_EXERCISE REQUIREMENTS_:
In the records below, find every line with the word "namespace" and copy it.

_EXTRACTED DATA_:
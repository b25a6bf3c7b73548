/*
 * SPDX-License-Identifier: BlueOak-1.0.0
 * Copyright (c) Anillo OS Developers
 */

//! `fchannel_realm` (`original_source/kernel/kernel-include/ferro/core/channels.h`):
//! a named-lookup namespace of published servers, not described by `spec.md`
//! but required to resolve a server name to a [`ChannelServer`] (see
//! `SPEC_FULL.md`'s supplemented features).

use alloc::{collections::BTreeMap, string::String, sync::Arc};

use machine::sync::IrqSafeSpinLock;

use crate::error::Status;

use super::ChannelServer;

/// A namespace of published server channels, optionally rooted in a parent
/// realm: a lookup that misses locally falls back to the parent, and so on
/// up the chain, matching `fchannel_realm_new`'s "child realm" framing.
pub struct Realm {
    parent: Option<Arc<Realm>>,
    published: IrqSafeSpinLock<BTreeMap<String, Arc<ChannelServer>>>,
}

impl Realm {
    /// `fchannel_realm_new(parent)`.
    pub fn new(parent: Option<Arc<Realm>>) -> Arc<Self> {
        Arc::new(Self { parent, published: IrqSafeSpinLock::new(BTreeMap::new()) })
    }

    /// `fchannel_realm_publish(realm, name, server)`.
    pub fn publish(&self, name: String, server: Arc<ChannelServer>) -> Result<(), Status> {
        let mut published = self.published.lock();
        if published.contains_key(&name) {
            return Err(Status::AlreadyInProgress);
        }
        published.insert(name, server);
        Ok(())
    }

    /// `fchannel_realm_unpublish(realm, name)`.
    pub fn unpublish(&self, name: &str) -> Result<(), Status> {
        self.published.lock().remove(name).map(|_| ()).ok_or(Status::NoSuchResource)
    }

    /// `fchannel_realm_lookup(realm, name) → server`. Falls back to the
    /// parent realm, and its parent, when `name` isn't published locally.
    pub fn lookup(&self, name: &str) -> Result<Arc<ChannelServer>, Status> {
        if let Some(server) = self.published.lock().get(name).cloned() {
            return Ok(server);
        }
        match &self.parent {
            Some(parent) => parent.lookup(name),
            None => Err(Status::NoSuchResource),
        }
    }
}

static GLOBAL: IrqSafeSpinLock<Option<Arc<Realm>>> = IrqSafeSpinLock::new(None);

/// `fchannel_realm_global()`: the root realm, created lazily on first use.
pub fn global() -> Arc<Realm> {
    let mut slot = GLOBAL.lock();
    if let Some(realm) = slot.as_ref() {
        return realm.clone();
    }
    let realm = Realm::new(None);
    *slot = Some(realm.clone());
    realm
}

#[cfg(test)]
mod tests {
    use super::*;

    #[test]
    fn publish_then_lookup_finds_the_server() {
        let realm = Realm::new(None);
        let server = ChannelServer::new();
        realm.publish(String::from("fs"), server).unwrap();
        assert!(realm.lookup("fs").is_ok());
    }

    #[test]
    fn republishing_the_same_name_fails() {
        let realm = Realm::new(None);
        realm.publish(String::from("fs"), ChannelServer::new()).unwrap();
        assert_eq!(realm.publish(String::from("fs"), ChannelServer::new()), Err(Status::AlreadyInProgress));
    }

    #[test]
    fn unpublish_then_lookup_reports_no_such_resource() {
        let realm = Realm::new(None);
        realm.publish(String::from("fs"), ChannelServer::new()).unwrap();
        realm.unpublish("fs").unwrap();
        assert_eq!(realm.lookup("fs").err(), Some(Status::NoSuchResource));
    }

    #[test]
    fn global_realm_is_a_singleton() {
        let a = global();
        let b = global();
        assert!(Arc::ptr_eq(&a, &b));
    }

    #[test]
    fn lookup_falls_back_to_parent_realm() {
        let root = Realm::new(None);
        root.publish(String::from("fs"), ChannelServer::new()).unwrap();
        let child = Realm::new(Some(root.clone()));
        assert!(child.lookup("fs").is_ok());
    }

    #[test]
    fn lookup_prefers_local_publish_over_parent() {
        let root = Realm::new(None);
        let root_server = ChannelServer::new();
        root.publish(String::from("fs"), root_server.clone()).unwrap();
        let child = Realm::new(Some(root.clone()));
        let child_server = ChannelServer::new();
        child.publish(String::from("fs"), child_server.clone()).unwrap();
        let found = child.lookup("fs").unwrap();
        assert!(Arc::ptr_eq(&found, &child_server));
        assert!(!Arc::ptr_eq(&found, &root_server));
    }

    #[test]
    fn lookup_misses_when_no_realm_in_chain_publishes_the_name() {
        let root = Realm::new(None);
        let child = Realm::new(Some(root));
        assert_eq!(child.lookup("fs").err(), Some(Status::NoSuchResource));
    }
}
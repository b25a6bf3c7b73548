/*
 * SPDX-License-Identifier: BlueOak-1.0.0
 * Copyright (c) Anillo OS Developers
 */

//! Futex table, `futex_t` (§4.C): a per-address-space wait set keyed by
//! `(physical_address, channel)`. Mappings of the same physical page in
//! different processes share the same entry, since the key is the resolved
//! physical address, not the user virtual address.

use alloc::{collections::BTreeMap, sync::Arc};
use core::{
    sync::atomic::{AtomicU64, Ordering},
    time::Duration,
};

use machine::{address::PhysAddr, sync::IrqSafeSpinLock};

use crate::{
    error::Status,
    refcount::RefCount,
    scheduler::{Thread, TimeoutType, WakeCause, SCHEDULER},
    waitqueue::WaitQueue,
};

/// Key identifying one futex wait set: a resolved physical word plus a
/// "channel" selector (distinct futexes can alias the same word, e.g. for
/// different userland locking protocols sharing one page).
#[derive(Debug, Clone, Copy, PartialEq, Eq, PartialOrd, Ord)]
pub struct FutexKey {
    pub address: PhysAddr,
    pub channel: u64,
}

/// One entry in the table: a waitqueue plus the refcount gating its
/// lifetime. Entries are destroyed only with the table mutex held (§4.C).
pub struct FutexEntry {
    waitq: WaitQueue,
    refcount: RefCount,
}

impl FutexEntry {
    fn new() -> Arc<Self> {
        Arc::new(Self { waitq: WaitQueue::new(), refcount: RefCount::new() })
    }
}

/// Anything able to resolve a user virtual address to the physical address
/// backing it, and to read the 8-byte word stored there. Supplied by the VM
/// subsystem (§4.D); kept as a trait here so the futex table doesn't depend
/// on a concrete `AddressSpace` type.
pub trait AddressResolver {
    /// Resolve `user_va` to the physical address currently mapped there.
    /// [`Status::BadAddress`] if unmapped.
    fn resolve(&self, user_va: usize) -> Result<PhysAddr, Status>;

    /// Load the 8-byte word at `user_va` with relaxed ordering. The futex
    /// waitqueue spinlock taken around this load (on both the wait and wake
    /// sides) is the only synchronization this word gets — see SPEC_FULL's
    /// Open Question resolution #1.
    fn load_relaxed(&self, user_va: usize) -> u64;
}

/// Per-address-space futex table.
pub struct FutexTable {
    entries: IrqSafeSpinLock<BTreeMap<FutexKey, Arc<FutexEntry>>>,
}

impl FutexTable {
    /// Create an empty table.
    pub const fn new() -> Self {
        Self { entries: IrqSafeSpinLock::new(BTreeMap::new()) }
    }

    fn get_or_create(&self, key: FutexKey) -> Arc<FutexEntry> {
        let mut entries = self.entries.lock();
        match entries.get(&key) {
            Some(entry) if entry.refcount.retain().is_ok() => entry.clone(),
            _ => {
                let entry = FutexEntry::new();
                entries.insert(key, entry.clone());
                entry
            }
        }
    }

    fn get_existing(&self, key: FutexKey) -> Option<Arc<FutexEntry>> {
        let entries = self.entries.lock();
        entries.get(&key).filter(|entry| entry.refcount.retain().is_ok()).cloned()
    }

    /// Release one reference to `key`'s entry, unlinking it from the table
    /// if the count reaches zero. Retried under the table lock if another
    /// thread raced to re-acquire the entry in between (§4.C).
    fn release(&self, key: FutexKey) {
        loop {
            let mut entries = self.entries.lock();
            let Some(entry) = entries.get(&key) else { return };
            match entry.refcount.release() {
                Ok(()) => return,
                Err(Status::PermanentOutage) => {
                    // Dropped to zero: remove, unless someone else resurrected
                    // it between our release and taking the table lock.
                    if entry.refcount.load() == 0 {
                        entries.remove(&key);
                    }
                    return;
                }
                Err(_) => continue,
            }
        }
    }

    /// `futex_wait(addr, channel, expected, timeout, timeout_type)` (§4.C
    /// step-by-step protocol).
    pub fn wait(
        &self,
        resolver: &dyn AddressResolver,
        thread: &Arc<Thread>,
        user_va: usize,
        channel: u64,
        expected: u64,
        timeout: Option<(Duration, TimeoutType)>,
        interruptible: bool,
    ) -> Result<(), Status> {
        let phys = resolver.resolve(user_va)?;
        let key = FutexKey { address: phys, channel };
        let entry = self.get_or_create(key);

        // The waitq's own spinlock is taken (via `wait`'s internal lock) as
        // the barrier pairing the relaxed word load here with the relaxed
        // store a waker does before calling `wake` (§5).
        let observed = resolver.load_relaxed(user_va);
        if observed != expected {
            self.release(key);
            return Err(Status::ShouldRestart);
        }

        let cause = match timeout {
            None => SCHEDULER.wait_locked_checked(thread, &entry.waitq, interruptible),
            Some((duration, timeout_type)) => {
                SCHEDULER.wait_timeout_locked(thread, &entry.waitq, duration, timeout_type, interruptible)
            }
        };
        self.release(key);
        match cause {
            WakeCause::Woken => Ok(()),
            WakeCause::TimedOut => Err(Status::TimedOut),
            WakeCause::Signaled => Err(Status::Signaled),
        }
    }

    /// `futex_wake(addr, channel, count)`. A no-op (not an error) if no
    /// entry exists — the common, correct fast path when nobody is waiting.
    pub fn wake(&self, resolver: &dyn AddressResolver, user_va: usize, channel: u64, count: usize) -> Result<(), Status> {
        let phys = resolver.resolve(user_va)?;
        let key = FutexKey { address: phys, channel };
        if let Some(entry) = self.get_existing(key) {
            entry.waitq.wake_many(count);
            self.release(key);
        }
        Ok(())
    }
}

impl Default for FutexTable {
    fn default() -> Self {
        Self::new()
    }
}

/// Per-thread death-futex registration (`futex_associate`, §4.C): when the
/// registered thread dies, the kernel writes `value` to `address` and wakes
/// every waiter on the futex keyed by `(address, channel)`.
#[derive(Debug, Clone, Copy)]
pub struct DeathFutex {
    pub address: PhysAddr,
    pub channel: u64,
    pub value: u64,
}

static NEXT_GENERATION: AtomicU64 = AtomicU64::new(0);

/// Run the death-futex protocol for a dying thread: write `registration`'s
/// value to its address (via `writer`) and wake every waiter, using
/// `usize::MAX`-equivalent semantics (wake everyone).
pub fn run_death_futex(
    table: &FutexTable,
    registration: &DeathFutex,
    writer: impl FnOnce(PhysAddr, u64),
) {
    let _generation = NEXT_GENERATION.fetch_add(1, Ordering::Relaxed);
    writer(registration.address, registration.value);
    let key = FutexKey { address: registration.address, channel: registration.channel };
    if let Some(entry) = table.get_existing(key) {
        entry.waitq.wake_all();
        table.release(key);
    }
}

#[cfg(test)]
mod tests {
    use super::*;
    use std::{collections::BTreeMap as StdMap, sync::Mutex as StdMutex, thread, time::Duration as StdDuration};

    struct FakeMemory {
        words: StdMutex<StdMap<usize, (PhysAddr, u64)>>,
    }

    impl FakeMemory {
        fn new() -> Self {
            Self { words: StdMutex::new(StdMap::new()) }
        }

        fn install(&self, va: usize, phys: PhysAddr, value: u64) {
            self.words.lock().unwrap().insert(va, (phys, value));
        }

        fn store(&self, va: usize, value: u64) {
            let mut words = self.words.lock().unwrap();
            let entry = words.get_mut(&va).expect("address installed");
            entry.1 = value;
        }
    }

    impl AddressResolver for FakeMemory {
        fn resolve(&self, user_va: usize) -> Result<PhysAddr, Status> {
            self.words.lock().unwrap().get(&user_va).map(|(phys, _)| *phys).ok_or(Status::BadAddress)
        }

        fn load_relaxed(&self, user_va: usize) -> u64 {
            self.words.lock().unwrap().get(&user_va).map(|(_, v)| *v).unwrap_or(0)
        }
    }

    #[test]
    fn stale_value_short_circuits_without_blocking() {
        let mem = FakeMemory::new();
        mem.install(0x1000, PhysAddr::new(0x5000), 5);
        let table = FutexTable::new();
        let t = Thread::new();
        let result = table.wait(&mem, &t, 0x1000, 0, 0, None, false);
        assert_eq!(result, Err(Status::ShouldRestart));
    }

    #[test]
    fn wake_wakes_a_matching_waiter() {
        let mem = Arc::new(FakeMemory::new());
        mem.install(0x2000, PhysAddr::new(0x6000), 0);
        let table = Arc::new(FutexTable::new());

        let mem2 = mem.clone();
        let table2 = table.clone();
        let handle = thread::spawn(move || {
            thread::sleep(StdDuration::from_millis(20));
            mem2.store(0x2000, 1);
            table2.wake(mem2.as_ref(), 0x2000, 0, 1).unwrap();
        });

        let t = Thread::new();
        let result = table.wait(mem.as_ref(), &t, 0x2000, 0, 0, None, false);
        assert_eq!(result, Ok(()));
        handle.join().unwrap();
    }

    #[test]
    fn wake_with_no_waiters_is_a_noop() {
        let mem = FakeMemory::new();
        mem.install(0x3000, PhysAddr::new(0x7000), 0);
        let table = FutexTable::new();
        assert_eq!(table.wake(&mem, 0x3000, 0, 1), Ok(()));
    }

    #[test]
    fn wait_on_unmapped_address_is_bad_address() {
        let mem = FakeMemory::new();
        let table = FutexTable::new();
        let t = Thread::new();
        assert_eq!(table.wait(&mem, &t, 0xdead, 0, 0, None, false), Err(Status::BadAddress));
    }

    #[test]
    fn death_futex_writes_value_and_wakes_waiters() {
        let mem = Arc::new(FakeMemory::new());
        mem.install(0x4000, PhysAddr::new(0x8000), 0);
        let table = Arc::new(FutexTable::new());

        let mem2 = mem.clone();
        let table2 = table.clone();
        let handle = thread::spawn(move || {
            thread::sleep(StdDuration::from_millis(20));
            let registration = DeathFutex { address: PhysAddr::new(0x8000), channel: 0, value: 0xDEAD_BEEF };
            run_death_futex(&table2, &registration, |_phys, value| mem2.store(0x4000, value));
        });

        let t = Thread::new();
        let result = table.wait(mem.as_ref(), &t, 0x4000, 0, 0, None, false);
        assert_eq!(result, Ok(()));
        assert_eq!(mem.load_relaxed(0x4000), 0xDEAD_BEEF);
        handle.join().unwrap();
    }
}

_ANSWER TO THIS EXERCISE_:
//! a named-lookup namespace of published servers, not described by `spec.md`
/// A namespace of published server channels, optionally rooted in a parent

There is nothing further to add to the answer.